**PROBLEM REQUIREMENTS:** Every line containing the string "another" should be returned from the records.

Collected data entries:
• • • • • • •
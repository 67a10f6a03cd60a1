//! Task list index.
//!
//! Every task list lives in one JSON document at [`INDEX_KEY`], mapping list id to
//! list. Mutations read the whole document, change it in memory and write it back
//! with a conditional put on the version that was read, retrying when another
//! writer got there first.

use crate::storage::{BlobStore, ObjectVersion, StorageError, WriteCondition};
use bytes::Bytes;
use taskometer_core::{TaskList, TaskListIndex, ValidationError};

pub mod api;

/// Key of the document that indexes every task list.
pub const INDEX_KEY: &str = "task-lists.json";

/// How many read-modify-write rounds `save_list` attempts before giving up.
pub const MAX_WRITE_ATTEMPTS: usize = 5;

/// Error type for TaskListService operations.
#[derive(Debug, thiserror::Error)]
pub enum TaskListServiceError {
    /// The requested task list is not valid.
    #[error(transparent)]
    Validation(#[from] ValidationError),
    /// The object store failed.
    #[error("Storage error: {0}")]
    Storage(#[from] StorageError),
    /// The stored index document is not well-formed.
    #[error("Malformed task list index: {0}")]
    Serialization(#[from] serde_json::Error),
    /// Concurrent writers kept changing the index until we ran out of attempts.
    #[error("Task list index kept changing, gave up after {0} attempts")]
    Conflict(usize),
}

pub struct TaskListService<'a> {
    store: &'a dyn BlobStore,
}

impl TaskListService<'_> {
    pub fn new(store: &dyn BlobStore) -> TaskListService<'_> {
        TaskListService { store }
    }

    /// Retrieves the index of all task lists, creating an empty one if none is stored yet.
    #[tracing::instrument(skip(self))]
    pub async fn get_index(&self) -> Result<TaskListIndex, TaskListServiceError> {
        let (index, _) = self.load_index().await?;
        Ok(index)
    }

    /// Creates a task list with the given name and records it in the index.
    ///
    /// # Arguments
    ///
    /// * `name` - Display name of the list. Must not be blank.
    ///
    /// # Returns
    ///
    /// A `Result` containing the created `TaskList` if successful, or an error otherwise.
    #[tracing::instrument(skip(self))]
    pub async fn create_list(&self, name: String) -> Result<TaskList, TaskListServiceError> {
        let list = TaskList::new(name)?;
        self.save_list(&list).await?;
        tracing::info!("Created task list {}", list.id);
        Ok(list)
    }

    /// Inserts or overwrites the entry for `list.id` in the index.
    ///
    /// The write is conditional on the index version that was read. When another
    /// writer changed the index in between, the whole read-modify-write is
    /// repeated, up to [`MAX_WRITE_ATTEMPTS`] times.
    #[tracing::instrument(skip(self, list), fields(list_id = %list.id))]
    pub async fn save_list(&self, list: &TaskList) -> Result<(), TaskListServiceError> {
        for attempt in 1..=MAX_WRITE_ATTEMPTS {
            let (mut index, version) = self.load_index().await?;
            index.insert(list.clone());

            match self
                .store
                .put_if(INDEX_KEY, encode_index(&index)?, WriteCondition::Matches(version))
                .await
            {
                Ok(_) => return Ok(()),
                Err(StorageError::PreconditionFailed(_)) => {
                    tracing::warn!(attempt, "Task list index changed while saving, retrying");
                }
                Err(err) => return Err(err.into()),
            }
        }

        Err(TaskListServiceError::Conflict(MAX_WRITE_ATTEMPTS))
    }

    async fn load_index(&self) -> Result<(TaskListIndex, ObjectVersion), TaskListServiceError> {
        match self.store.get(INDEX_KEY).await {
            Ok(blob) => Ok((serde_json::from_slice(&blob.bytes)?, blob.version)),
            Err(StorageError::NotFound(_)) => self.initialize_index().await,
            Err(err) => Err(err.into()),
        }
    }

    async fn initialize_index(
        &self,
    ) -> Result<(TaskListIndex, ObjectVersion), TaskListServiceError> {
        let index = TaskListIndex::new();
        match self
            .store
            .put_if(INDEX_KEY, encode_index(&index)?, WriteCondition::DoesNotExist)
            .await
        {
            Ok(version) => {
                tracing::info!("Successfully initialized {}", INDEX_KEY);
                Ok((index, version))
            }
            // Someone else initialized it first; use theirs.
            Err(StorageError::AlreadyExists(_) | StorageError::PreconditionFailed(_)) => {
                let blob = self.store.get(INDEX_KEY).await?;
                Ok((serde_json::from_slice(&blob.bytes)?, blob.version))
            }
            Err(err) => Err(err.into()),
        }
    }
}

fn encode_index(index: &TaskListIndex) -> Result<Bytes, serde_json::Error> {
    serde_json::to_vec_pretty(index).map(Bytes::from)
}

#[cfg(test)]
mod tests {
    use super::*;
    use crate::storage::{Blob, MockBlobStore, ObjectStoreBlobStore};
    use std::sync::Arc;

    fn version(tag: &str) -> ObjectVersion {
        ObjectVersion {
            e_tag: Some(tag.to_string()),
            version: None,
        }
    }

    fn blob_of(index: &TaskListIndex, tag: &str) -> Blob {
        Blob {
            bytes: encode_index(index).unwrap(),
            version: version(tag),
        }
    }

    #[tokio::test]
    async fn initializes_empty_index_when_missing() {
        let store = ObjectStoreBlobStore::in_memory();
        let service = TaskListService::new(&store);

        let index = service.get_index().await.unwrap();

        assert!(index.is_empty());
        let stored = store.get(INDEX_KEY).await.unwrap();
        assert_eq!(&stored.bytes[..], b"{}");
    }

    #[tokio::test]
    async fn created_list_appears_in_index() {
        let store = ObjectStoreBlobStore::in_memory();
        let service = TaskListService::new(&store);

        let list = service.create_list("Groceries".to_string()).await.unwrap();
        let index = service.get_index().await.unwrap();

        assert_eq!(index.len(), 1);
        assert_eq!(index.get(&list.id), Some(&list));
    }

    #[tokio::test]
    async fn rejects_blank_list_name_without_writing() {
        let mut store = MockBlobStore::new();
        store.expect_get().never();
        store.expect_put_if().never();
        let service = TaskListService::new(&store);

        let result = service.create_list("  ".to_string()).await;

        assert!(matches!(
            result,
            Err(TaskListServiceError::Validation(ValidationError::EmptyListName))
        ));
    }

    #[tokio::test]
    async fn retries_when_index_changes_between_read_and_write() {
        let existing = TaskList::new("Existing").unwrap();
        let existing_index: TaskListIndex = std::iter::once(existing.clone()).collect();

        let mut store = MockBlobStore::new();
        let mut reads = 0;
        store.expect_get().times(2).returning(move |_| {
            reads += 1;
            if reads == 1 {
                Ok(blob_of(&TaskListIndex::new(), "1"))
            } else {
                Ok(blob_of(&existing_index, "2"))
            }
        });
        let mut writes = 0;
        store
            .expect_put_if()
            .times(2)
            .returning(move |key, body, condition| {
                writes += 1;
                assert_eq!(key, INDEX_KEY);
                if writes == 1 {
                    assert_eq!(condition, WriteCondition::Matches(version("1")));
                    return Err(StorageError::PreconditionFailed(key.to_string()));
                }
                assert_eq!(condition, WriteCondition::Matches(version("2")));
                let written: TaskListIndex = serde_json::from_slice(&body).unwrap();
                assert_eq!(written.len(), 2);
                Ok(version("3"))
            });
        let service = TaskListService::new(&store);

        let list = TaskList::new("New").unwrap();
        service.save_list(&list).await.unwrap();
    }

    #[tokio::test]
    async fn gives_up_after_repeated_conflicts() {
        let mut store = MockBlobStore::new();
        store
            .expect_get()
            .times(MAX_WRITE_ATTEMPTS)
            .returning(|_| Ok(blob_of(&TaskListIndex::new(), "1")));
        store
            .expect_put_if()
            .times(MAX_WRITE_ATTEMPTS)
            .returning(|key, _, _| Err(StorageError::PreconditionFailed(key.to_string())));
        let service = TaskListService::new(&store);

        let result = service.save_list(&TaskList::new("Busy").unwrap()).await;

        assert!(matches!(
            result,
            Err(TaskListServiceError::Conflict(MAX_WRITE_ATTEMPTS))
        ));
    }

    #[tokio::test]
    async fn reads_index_written_by_concurrent_initializer() {
        let mut store = MockBlobStore::new();
        let mut reads = 0;
        store.expect_get().times(2).returning(move |key| {
            reads += 1;
            if reads == 1 {
                Err(StorageError::NotFound(key.to_string()))
            } else {
                Ok(blob_of(
                    &std::iter::once(TaskList::new("Theirs").unwrap()).collect(),
                    "7",
                ))
            }
        });
        store
            .expect_put_if()
            .times(1)
            .returning(|key, _, _| Err(StorageError::AlreadyExists(key.to_string())));
        let service = TaskListService::new(&store);

        let index = service.get_index().await.unwrap();

        assert_eq!(index.len(), 1);
    }

    #[tokio::test]
    async fn reports_malformed_index() {
        let mut store = MockBlobStore::new();
        store.expect_get().returning(|_| {
            Ok(Blob {
                bytes: Bytes::from_static(b"not json"),
                version: ObjectVersion::default(),
            })
        });
        let service = TaskListService::new(&store);

        let result = service.get_index().await;

        assert!(matches!(
            result,
            Err(TaskListServiceError::Serialization(_))
        ));
    }

    #[tokio::test]
    async fn propagates_backend_failure() {
        let mut store = MockBlobStore::new();
        store.expect_get().returning(|_| {
            Err(StorageError::Backend(object_store::Error::Generic {
                store: "test",
                source: "connection refused".into(),
            }))
        });
        let service = TaskListService::new(&store);

        let result = service.get_index().await;

        assert!(matches!(result, Err(TaskListServiceError::Storage(_))));
    }

    #[tokio::test(flavor = "multi_thread", worker_threads = 4)]
    async fn concurrent_list_creation_keeps_every_list() {
        let store: Arc<dyn BlobStore> = Arc::new(ObjectStoreBlobStore::in_memory());
        TaskListService::new(store.as_ref()).get_index().await.unwrap();

        let handles: Vec<_> = (0..4)
            .map(|i| {
                let store = store.clone();
                tokio::spawn(async move {
                    TaskListService::new(store.as_ref())
                        .create_list(format!("List {i}"))
                        .await
                })
            })
            .collect();

        let mut created = Vec::new();
        for handle in handles {
            created.push(handle.await.unwrap().unwrap());
        }

        let index = TaskListService::new(store.as_ref())
            .get_index()
            .await
            .unwrap();
        assert_eq!(index.len(), 4);
        assert!(created.iter().all(|list| index.contains(&list.id)));
    }
}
• • • • • • •
**ANSWER FOR THE TASK:**
//! with a conditional put on the version that was read, retrying when another
    /// The write is conditional on the index version that was read. When another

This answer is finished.